THE DATA section start

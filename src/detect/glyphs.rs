//! Built-in 5x7 bitmap glyphs for label text when no TTF font is configured.
//!
//! Letters render in upper case. Characters without a glyph render as `?`.

use image::{Rgb, RgbImage};

pub const GLYPH_WIDTH: u32 = 5;
pub const GLYPH_HEIGHT: u32 = 7;
/// Horizontal advance per character, including one column of spacing.
pub const GLYPH_ADVANCE: u32 = GLYPH_WIDTH + 1;

const UNKNOWN: [u8; 7] = [0x0E, 0x11, 0x01, 0x02, 0x04, 0x00, 0x04];

/// Rows top to bottom; bit 4 is the leftmost column.
fn glyph(c: char) -> [u8; 7] {
    match c.to_ascii_uppercase() {
        'A' => [0x0E, 0x11, 0x11, 0x1F, 0x11, 0x11, 0x11],
        'B' => [0x1E, 0x11, 0x11, 0x1E, 0x11, 0x11, 0x1E],
        'C' => [0x0E, 0x11, 0x10, 0x10, 0x10, 0x11, 0x0E],
        'D' => [0x1E, 0x11, 0x11, 0x11, 0x11, 0x11, 0x1E],
        'E' => [0x1F, 0x10, 0x10, 0x1E, 0x10, 0x10, 0x1F],
        'F' => [0x1F, 0x10, 0x10, 0x1E, 0x10, 0x10, 0x10],
        'G' => [0x0E, 0x11, 0x10, 0x17, 0x11, 0x11, 0x0F],
        'H' => [0x11, 0x11, 0x11, 0x1F, 0x11, 0x11, 0x11],
        'I' => [0x0E, 0x04, 0x04, 0x04, 0x04, 0x04, 0x0E],
        'J' => [0x07, 0x02, 0x02, 0x02, 0x02, 0x12, 0x0C],
        'K' => [0x11, 0x12, 0x14, 0x18, 0x14, 0x12, 0x11],
        'L' => [0x10, 0x10, 0x10, 0x10, 0x10, 0x10, 0x1F],
        'M' => [0x11, 0x1B, 0x15, 0x15, 0x11, 0x11, 0x11],
        'N' => [0x11, 0x11, 0x19, 0x15, 0x13, 0x11, 0x11],
        'O' => [0x0E, 0x11, 0x11, 0x11, 0x11, 0x11, 0x0E],
        'P' => [0x1E, 0x11, 0x11, 0x1E, 0x10, 0x10, 0x10],
        'Q' => [0x0E, 0x11, 0x11, 0x11, 0x15, 0x12, 0x0D],
        'R' => [0x1E, 0x11, 0x11, 0x1E, 0x14, 0x12, 0x11],
        'S' => [0x0F, 0x10, 0x10, 0x0E, 0x01, 0x01, 0x1E],
        'T' => [0x1F, 0x04, 0x04, 0x04, 0x04, 0x04, 0x04],
        'U' => [0x11, 0x11, 0x11, 0x11, 0x11, 0x11, 0x0E],
        'V' => [0x11, 0x11, 0x11, 0x11, 0x11, 0x0A, 0x04],
        'W' => [0x11, 0x11, 0x11, 0x15, 0x15, 0x15, 0x0A],
        'X' => [0x11, 0x11, 0x0A, 0x04, 0x0A, 0x11, 0x11],
        'Y' => [0x11, 0x11, 0x11, 0x0A, 0x04, 0x04, 0x04],
        'Z' => [0x1F, 0x01, 0x02, 0x04, 0x08, 0x10, 0x1F],
        '0' => [0x0E, 0x11, 0x13, 0x15, 0x19, 0x11, 0x0E],
        '1' => [0x04, 0x0C, 0x04, 0x04, 0x04, 0x04, 0x0E],
        '2' => [0x0E, 0x11, 0x01, 0x02, 0x04, 0x08, 0x1F],
        '3' => [0x1F, 0x02, 0x04, 0x02, 0x01, 0x11, 0x0E],
        '4' => [0x02, 0x06, 0x0A, 0x12, 0x1F, 0x02, 0x02],
        '5' => [0x1F, 0x10, 0x1E, 0x01, 0x01, 0x11, 0x0E],
        '6' => [0x06, 0x08, 0x10, 0x1E, 0x11, 0x11, 0x0E],
        '7' => [0x1F, 0x01, 0x02, 0x04, 0x08, 0x08, 0x08],
        '8' => [0x0E, 0x11, 0x11, 0x0E, 0x11, 0x11, 0x0E],
        '9' => [0x0E, 0x11, 0x11, 0x0F, 0x01, 0x02, 0x0C],
        ':' => [0x00, 0x0C, 0x0C, 0x00, 0x0C, 0x0C, 0x00],
        '.' => [0x00, 0x00, 0x00, 0x00, 0x00, 0x0C, 0x0C],
        '-' => [0x00, 0x00, 0x00, 0x1F, 0x00, 0x00, 0x00],
        '_' => [0x00, 0x00, 0x00, 0x00, 0x00, 0x00, 0x1F],
        '/' => [0x01, 0x01, 0x02, 0x04, 0x08, 0x10, 0x10],
        ' ' => [0x00; 7],
        _ => UNKNOWN,
    }
}

/// Width in pixels of `text` rendered with [`draw_text`].
pub fn text_width(text: &str) -> u32 {
    (text.chars().count() as u32 * GLYPH_ADVANCE).saturating_sub(1)
}

/// Draw `text` with its top-left corner at `(x, y)`, clipped to the canvas.
pub fn draw_text(canvas: &mut RgbImage, x: u32, y: u32, text: &str, color: Rgb<u8>) {
    let (width, height) = canvas.dimensions();
    for (index, c) in text.chars().enumerate() {
        let left = x + index as u32 * GLYPH_ADVANCE;
        if left >= width {
            break;
        }
        for (row, bits) in glyph(c).iter().enumerate() {
            let py = y + row as u32;
            if py >= height {
                break;
            }
            for col in 0..GLYPH_WIDTH {
                let px = left + col;
                if px < width && bits & (0x10 >> col) != 0 {
                    canvas.put_pixel(px, py, color);
                }
            }
        }
    }
}
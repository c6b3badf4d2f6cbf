use std::time::{SystemTime, UNIX_EPOCH};

use serde::Serialize;

/// Box as reported by a backend, in the pixel space of the image it was given.
#[derive(Clone, Debug, PartialEq)]
pub struct RawDetection {
    pub x1: f32,
    pub y1: f32,
    pub x2: f32,
    pub y2: f32,
    pub confidence: f32,
    pub class: String,
}

/// Box in the pixel space of the (transformed) live frame it was computed from.
///
/// Never degenerate: `x2 > x1` and `y2 > y1`.
#[derive(Clone, Debug, PartialEq, Serialize)]
pub struct Detection {
    pub x1: f32,
    pub y1: f32,
    pub x2: f32,
    pub y2: f32,
    pub confidence: f32,
    pub class: String,
}

/// Latest result set for one model. Replaced wholesale on every inference.
#[derive(Clone, Debug, Serialize)]
pub struct DetectionSnapshot {
    pub model: String,
    pub detections: Vec<Detection>,
    /// Milliseconds since the Unix epoch.
    pub timestamp_ms: u64,
}

impl DetectionSnapshot {
    pub fn new(model: impl Into<String>, detections: Vec<Detection>) -> Self {
        Self {
            model: model.into(),
            detections,
            timestamp_ms: now_ms(),
        }
    }
}

fn now_ms() -> u64 {
    SystemTime::now()
        .duration_since(UNIX_EPOCH)
        .map(|d| d.as_millis() as u64)
        .unwrap_or(0)
}
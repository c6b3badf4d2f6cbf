//! Upstream camera sources.
//!
//! An `Upstream` opens one byte stream per call. Relay sessions never share a
//! connection: each session opens its own and drops it when it leaves streaming.

use std::io::Read;
use std::time::Duration;

use url::Url;

use crate::error::RelayError;

/// Byte stream handed to the frame extractor.
pub type UpstreamReader = Box<dyn Read + Send>;

/// Something that can (re)open the camera byte stream.
pub trait Upstream: Send + Sync {
    /// Open a fresh connection.
    fn open(&self) -> Result<UpstreamReader, RelayError>;

    /// Human-readable source description for logs.
    fn describe(&self) -> String;
}

/// Configuration for an HTTP(S) camera stream.
#[derive(Clone, Debug)]
pub struct HttpUpstreamConfig {
    /// Stream URL, e.g. `http://192.168.4.1/stream`.
    pub url: String,
    /// Timeout for establishing the connection.
    pub connect_timeout: Duration,
    /// Per-read socket timeout. Matches the stall timeout so a silent socket
    /// surfaces as a stall instead of blocking the session.
    pub read_timeout: Duration,
}

impl Default for HttpUpstreamConfig {
    fn default() -> Self {
        Self {
            url: "http://192.168.4.1/stream".to_string(),
            connect_timeout: Duration::from_secs(2),
            read_timeout: Duration::from_millis(2500),
        }
    }
}

/// MJPEG (or single JPEG) over HTTP(S).
pub struct HttpUpstream {
    config: HttpUpstreamConfig,
    agent: ureq::Agent,
}

impl HttpUpstream {
    pub fn new(config: HttpUpstreamConfig) -> Result<Self, RelayError> {
        let url = Url::parse(&config.url)
            .map_err(|e| RelayError::UpstreamProtocol(format!("parse upstream url: {}", e)))?;
        if !matches!(url.scheme(), "http" | "https") {
            return Err(RelayError::UpstreamProtocol(format!(
                "unsupported upstream scheme '{}'; expected http(s)",
                url.scheme()
            )));
        }
        let agent = ureq::AgentBuilder::new()
            .timeout_connect(config.connect_timeout)
            .timeout_read(config.read_timeout)
            .build();
        Ok(Self { config, agent })
    }
}

impl Upstream for HttpUpstream {
    fn open(&self) -> Result<UpstreamReader, RelayError> {
        let response = match self.agent.get(&self.config.url).call() {
            Ok(response) => response,
            Err(ureq::Error::Status(code, _)) => {
                return Err(RelayError::UpstreamProtocol(format!(
                    "upstream answered HTTP {}",
                    code
                )))
            }
            Err(ureq::Error::Transport(transport)) => {
                return Err(RelayError::UpstreamUnavailable(transport.to_string()))
            }
        };
        let content_type = response.header("Content-Type").map(str::to_string);
        if let Some(content_type) = content_type.as_deref() {
            if !is_plausible_content_type(content_type) {
                return Err(RelayError::UpstreamProtocol(format!(
                    "unexpected content type '{}'",
                    content_type
                )));
            }
        }
        Ok(response.into_reader())
    }

    fn describe(&self) -> String {
        self.config.url.clone()
    }
}

/// Fast-fail check on the declared content type. Framing itself never depends on it.
pub fn is_plausible_content_type(content_type: &str) -> bool {
    let essence = content_type
        .split(';')
        .next()
        .unwrap_or("")
        .trim()
        .to_ascii_lowercase();
    essence.is_empty()
        || essence.starts_with("multipart/")
        || essence.starts_with("image/")
        || essence == "application/octet-stream"
}

#[cfg(test)]
mod tests {
    use super::*;

    #[test]
    fn content_type_fast_fail() {
        assert!(is_plausible_content_type(
            "multipart/x-mixed-replace;boundary=123456789000000000000987654321"
        ));
        assert!(is_plausible_content_type("image/jpeg"));
        assert!(is_plausible_content_type("Multipart/X-Mixed-Replace; boundary=frame"));
        assert!(is_plausible_content_type("application/octet-stream"));
        assert!(!is_plausible_content_type("text/html; charset=utf-8"));
        assert!(!is_plausible_content_type("application/json"));
    }

    #[test]
    fn rejects_non_http_urls() {
        let config = HttpUpstreamConfig {
            url: "rtsp://camera/stream".to_string(),
            ..HttpUpstreamConfig::default()
        };
        assert!(matches!(
            HttpUpstream::new(config),
            Err(RelayError::UpstreamProtocol(_))
        ));
    }

    #[test]
    fn refused_connection_is_unavailable() {
        let listener = std::net::TcpListener::bind("127.0.0.1:0").unwrap();
        let addr = listener.local_addr().unwrap();
        drop(listener);

        let upstream = HttpUpstream::new(HttpUpstreamConfig {
            url: format!("http://{}/stream", addr),
            connect_timeout: Duration::from_millis(500),
            read_timeout: Duration::from_millis(500),
        })
        .unwrap();
        assert!(matches!(
            upstream.open(),
            Err(RelayError::UpstreamUnavailable(_))
        ));
    }
}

THE DATA section end

[ACTION ITEM]
In the entries above, work out how many lines contain the string "format", and give only that number.

[FINAL ANSWER]
5